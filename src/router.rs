//! # Router Module
//!
//! Entry point of the function. [`RequestRouter::handle`] resolves the event's
//! path into a [`Route`] and produces a [`ResponseDescriptor`]:
//!
//! | Path        | Route            | Response                                      |
//! |-------------|------------------|-----------------------------------------------|
//! | `/login`    | [`Route::Login`]  | 200, `Set-Cookie: user=Bob`                  |
//! | `/logout`   | [`Route::Logout`] | 200, expired `user` cookie                   |
//! | anything    | [`Route::Status`] | 200, `Logged in as <user>` or `Logged out`   |
//!
//! Every branch answers 200 and carries the CORS headers the
//! [`OriginGuard`] computes for the request. The HTTP method is ignored.
//!
//! The `user` cookie is reflected into the body exactly as decoded. Bodies are
//! plain text; reusing them in an HTML context requires output encoding.

use tracing::debug;

use crate::cookies::parse_cookies;
use crate::cors::OriginGuard;
use crate::event::{RequestEvent, ResponseDescriptor};
use crate::runtime_config::RuntimeConfig;

/// Name of the session cookie.
pub const SESSION_COOKIE: &str = "user";
/// `Set-Cookie` value sent by the login route.
pub const LOGIN_COOKIE: &str = "user=Bob";
/// `Set-Cookie` value sent by the logout route; the past expiry makes the
/// client drop the cookie.
pub const LOGOUT_COOKIE: &str = "user=anonymous; expires=Thu, 01 Jan 1970 00:00:00 GMT";
pub const SET_COOKIE: &str = "Set-Cookie";
pub const LOGGED_OUT_BODY: &str = "Logged out";

/// The three routes the function knows about.
#[derive(Debug, Clone, Copy, PartialEq, Eq, Hash)]
pub enum Route {
    Login,
    Logout,
    Status,
}

impl Route {
    /// Resolve a path by exact match. Unknown paths are [`Route::Status`].
    #[must_use]
    pub fn from_path(path: &str) -> Self {
        match path {
            "/login" => Route::Login,
            "/logout" => Route::Logout,
            _ => Route::Status,
        }
    }
}

/// Dispatches request events to the login, logout and status branches.
#[derive(Debug, Clone, Default)]
pub struct RequestRouter {
    guard: OriginGuard,
}

impl RequestRouter {
    pub fn new(guard: OriginGuard) -> Self {
        Self { guard }
    }

    pub fn from_config(config: &RuntimeConfig) -> Self {
        Self::new(OriginGuard::from_config(config))
    }

    pub fn guard(&self) -> &OriginGuard {
        &self.guard
    }

    /// Handle one request event.
    #[must_use]
    pub fn handle(&self, event: &RequestEvent) -> ResponseDescriptor {
        let route = Route::from_path(&event.path);
        debug!(path = %event.path, route = ?route, "Route resolved");

        let headers = event.headers.as_ref();
        let response = match route {
            Route::Login => ResponseDescriptor::ok().with_header(SET_COOKIE, LOGIN_COOKIE),
            Route::Logout => ResponseDescriptor::ok().with_header(SET_COOKIE, LOGOUT_COOKIE),
            Route::Status => {
                let cookies = parse_cookies(headers);
                match cookies.get(SESSION_COOKIE).filter(|user| !user.is_empty()) {
                    Some(user) => ResponseDescriptor::ok().with_body(format!("Logged in as {user}")),
                    None => ResponseDescriptor::ok().with_body(LOGGED_OUT_BODY),
                }
            }
        };

        response.merge_headers(self.guard.cors_headers(headers))
    }
}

• _The task_:
Copy verbatim, from the listing above, each line from the one containing "#[derive(Debug, Clone, Copy, PartialEq, Eq, Hash)]" down to the one containing "pub struct RequestRouter", inclusive.

• _Response area_:
#[derive(Debug, Clone, Copy, PartialEq, Eq, Hash)]
pub enum Route {
    Login,
    Logout,
    Status,
}

impl Route {
    /// Resolve a path by exact match. Unknown paths are [`Route::Status`].
    #[must_use]
    pub fn from_path(path: &str) -> Self {
        match path {
            "/login" => Route::Login,
            "/logout" => Route::Logout,
            _ => Route::Status,
        }
    }
}

/// Dispatches request events to the login, logout and status branches.
#[derive(Debug, Clone, Default)]
pub struct RequestRouter {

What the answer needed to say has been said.